* **Your task**
For each line below that holds the word "axum", make a copy.

* **Items listed in a dataset**

+ + + + +

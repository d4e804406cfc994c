use std::borrow::Cow;

use axum::Json;
use axum::http::StatusCode;
use axum::response::{IntoResponse, Response};
use serde::Serialize;

/// Body of every error response.
#[must_use = "error responses do nothing unless serialized"]
#[derive(Debug, Clone, Serialize)]
pub struct ErrorResponse<'a> {
    /// Error identifier, e.g. `not_found`.
    pub name: Cow<'a, str>,
    pub message: Cow<'a, str>,
    /// Kind of resource the error is about.
    #[serde(skip_serializing_if = "Option::is_none")]
    pub resource: Option<Cow<'a, str>>,
    /// Offending identifier or value, or the cause of a load failure.
    #[serde(skip_serializing_if = "Option::is_none")]
    pub context: Option<Cow<'a, str>>,
    #[serde(skip)]
    pub status: StatusCode,
}

impl<'a> ErrorResponse<'a> {
    // 4xx Client Errors
    pub const BAD_REQUEST: Self = Self::new(
        "bad_request",
        "The request could not be processed due to invalid data",
        StatusCode::BAD_REQUEST,
    );
    pub const CONFLICT: Self = Self::new(
        "conflict",
        "The request conflicts with the current state of the server",
        StatusCode::CONFLICT,
    );
    pub const MISSING_PATH_PARAM: Self = Self::new(
        "missing_path_param",
        "Invalid request: missing required parameters",
        StatusCode::BAD_REQUEST,
    );
    pub const NOT_FOUND: Self = Self::new(
        "not_found",
        "The requested resource was not found",
        StatusCode::NOT_FOUND,
    );
    pub const UNPROCESSABLE_ENTITY: Self = Self::new(
        "invalid_configuration",
        "The configuration documents could not be loaded; the previous configuration stays active",
        StatusCode::UNPROCESSABLE_ENTITY,
    );
    // 5xx Server Errors
    pub const INTERNAL_SERVER_ERROR: Self = Self::new(
        "internal_server_error",
        "An internal server error occurred. Please try again later",
        StatusCode::INTERNAL_SERVER_ERROR,
    );
    pub const SERVICE_UNAVAILABLE: Self = Self::new(
        "service_unavailable",
        "The service is shutting down",
        StatusCode::SERVICE_UNAVAILABLE,
    );

    #[inline]
    pub const fn new(name: &'a str, message: &'a str, status: StatusCode) -> Self {
        Self {
            name: Cow::Borrowed(name),
            message: Cow::Borrowed(message),
            resource: None,
            context: None,
            status,
        }
    }

    /// Sets the resource, nesting it under an existing one with `/`.
    pub fn with_resource(mut self, resource: impl Into<Cow<'a, str>>) -> Self {
        let new_resource = resource.into();
        self.resource = Some(match self.resource {
            Some(existing) => Cow::Owned(format!("{}/{}", existing, new_resource)),
            None => new_resource,
        });
        self
    }

    /// Appends to the message.
    pub fn with_message(mut self, message: impl Into<Cow<'a, str>>) -> Self {
        let new_message = message.into();
        self.message = Cow::Owned(format!("{}. {}", self.message, new_message));
        self
    }

    /// Sets the context, joining it to an existing one with `; `.
    pub fn with_context(mut self, context: impl Into<Cow<'a, str>>) -> Self {
        let new_context = context.into();
        self.context = Some(match self.context {
            Some(existing) => Cow::Owned(format!("{}; {}", existing, new_context)),
            None => new_context,
        });
        self
    }
}

impl Default for ErrorResponse<'_> {
    #[inline]
    fn default() -> Self {
        Self::INTERNAL_SERVER_ERROR
    }
}

impl IntoResponse for ErrorResponse<'_> {
    #[inline]
    fn into_response(self) -> Response {
        (self.status, Json(self)).into_response()
    }
}

#[cfg(test)]
mod tests {
    use super::*;

    #[test]
    fn resources_nest() {
        let response = ErrorResponse::NOT_FOUND
            .with_resource("task")
            .with_resource("stage");

        assert_eq!(response.resource.as_deref(), Some("task/stage"));
    }

    #[test]
    fn messages_append() {
        let response = ErrorResponse::NOT_FOUND.with_message("unknown task 'Translation'");

        assert_eq!(
            &response.message,
            "The requested resource was not found. unknown task 'Translation'"
        );
    }

    #[test]
    fn status_is_not_serialized() {
        let response = ErrorResponse::BAD_REQUEST
            .with_resource("parameter")
            .with_context("decoding.top_k");

        let json = serde_json::to_value(&response).unwrap();
        assert_eq!(json["name"], "bad_request");
        assert_eq!(json["resource"], "parameter");
        assert_eq!(json["context"], "decoding.top_k");
        assert!(json.get("status").is_none());
    }
}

+ + + + +

* **Response to the exercise**
use axum::Json;
use axum::http::StatusCode;
use axum::response::{IntoResponse, Response};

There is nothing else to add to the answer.